Hong S K, Kitano H, Satoh H, Nagato Y
Faculty of Agriculture, University of Tokyo, Japan.
Development. 1996 Jul;122(7):2051-8. doi: 10.1242/dev.122.7.2051.
It is unclear how embryo size is genetically regulated in plants. Since cereals have a large persisting endosperm, it is expected that embryo size is affected by endosperm development. Nine single recessive mutations, four reduced embryo mutations representing three loci, REDUCED EMBRYO1, REDUCED EMBRYO2 and REDUCED EMBRYO3, four giant embryo mutations derived from a single locus GIANT EMBRYO, and one endospermless mutation endospermless1-2 were analyzed. Every reduced embryo mutation caused reduction of all the embryonic organs including apical meristems and the enlargement of the endosperm. The giant embryo mutants have a reduced endosperm and an enlarged scutellum. However, shoot and radicle sizes were not affected. All the reduced embryo and giant embryo mutations did not largely affect postembryonic development. Accordingly, the expression of genes analyzed are seed-specific.
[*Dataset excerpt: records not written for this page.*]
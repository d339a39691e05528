//! CRC32 checksums for journal records
//!
//! The checksum covers the record length, sequence number and payload.
//! Any mismatch on replay is corruption.

use crc32fast::Hasher;

/// Computes a CRC32 (IEEE) checksum over the provided byte slices in order.
pub fn compute_checksum(parts: &[&[u8]]) -> u32 {
    let mut hasher = Hasher::new();
    for part in parts {
        hasher.update(part);
    }
    hasher.finalize()
}

/// Verifies that the computed checksum matches the expected checksum.
pub fn verify_checksum(parts: &[&[u8]], expected: u32) -> bool {
    compute_checksum(parts) == expected
}

#[cfg(test)]
mod tests {
    use super::*;

    #[test]
    fn test_checksum_deterministic() {
        let data: &[u8] = b"journal record payload";
        assert_eq!(compute_checksum(&[data]), compute_checksum(&[data]));
    }

    #[test]
    fn test_split_input_matches_contiguous() {
        let whole: &[u8] = b"headerpayload";
        assert_eq!(
            compute_checksum(&[whole]),
            compute_checksum(&[b"header", b"payload"])
        );
    }

    #[test]
    fn test_checksum_detects_single_bit_flip() {
        let mut data = vec![0x00, 0x01, 0x02, 0x03, 0x04];
        let original = compute_checksum(&[&data]);
        data[2] ^= 0x01;
        assert_ne!(original, compute_checksum(&[&data]));
    }

    #[test]
    fn test_verify_checksum() {
        let data: &[u8] = b"payload";
        let checksum = compute_checksum(&[data]);
        assert!(verify_checksum(&[data], checksum));
        assert!(!verify_checksum(&[data], checksum ^ 1));
    }
}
In reduced embryo and giant embryo mutations, abnormalities were detected in both embryo and endosperm as early as 2 days after pollination. endospermless1-1 resulted in an early loss of endosperm, yielding a giant embryo, suggesting that embryo growth was physically limited by the endosperm. A double mutant between giant embryo-2 and club-shaped embryo1-1, which has a normal endosperm and a minute undifferentiated embryo, resulted in a club-shaped embryo1-1 embryo and a reduced endosperm of giant embryo-2, indicating that GIANT EMBRYO regulates the endosperm development. Double mutants between giant embryo-2 and three reduced embryo mutants exhibited the reduced embryo phenotype in both embryo and endosperm, suggesting that reduced embryo mutations cause the enlarged endosperm. Further, a double mutant of reduced embryo3 and endospermless1-1 showed the enlarged embryo in endospermless seed. This confirms that reduced embryo3 does not regulate embryo size but enlarges endosperm size. Together with the results of the other double mutant analysis, REDUCED EMBRYO1, REDUCED EMBRYO2, REDUCED EMBRYO3 and GIANT EMBRYO are concluded to regulate endosperm development.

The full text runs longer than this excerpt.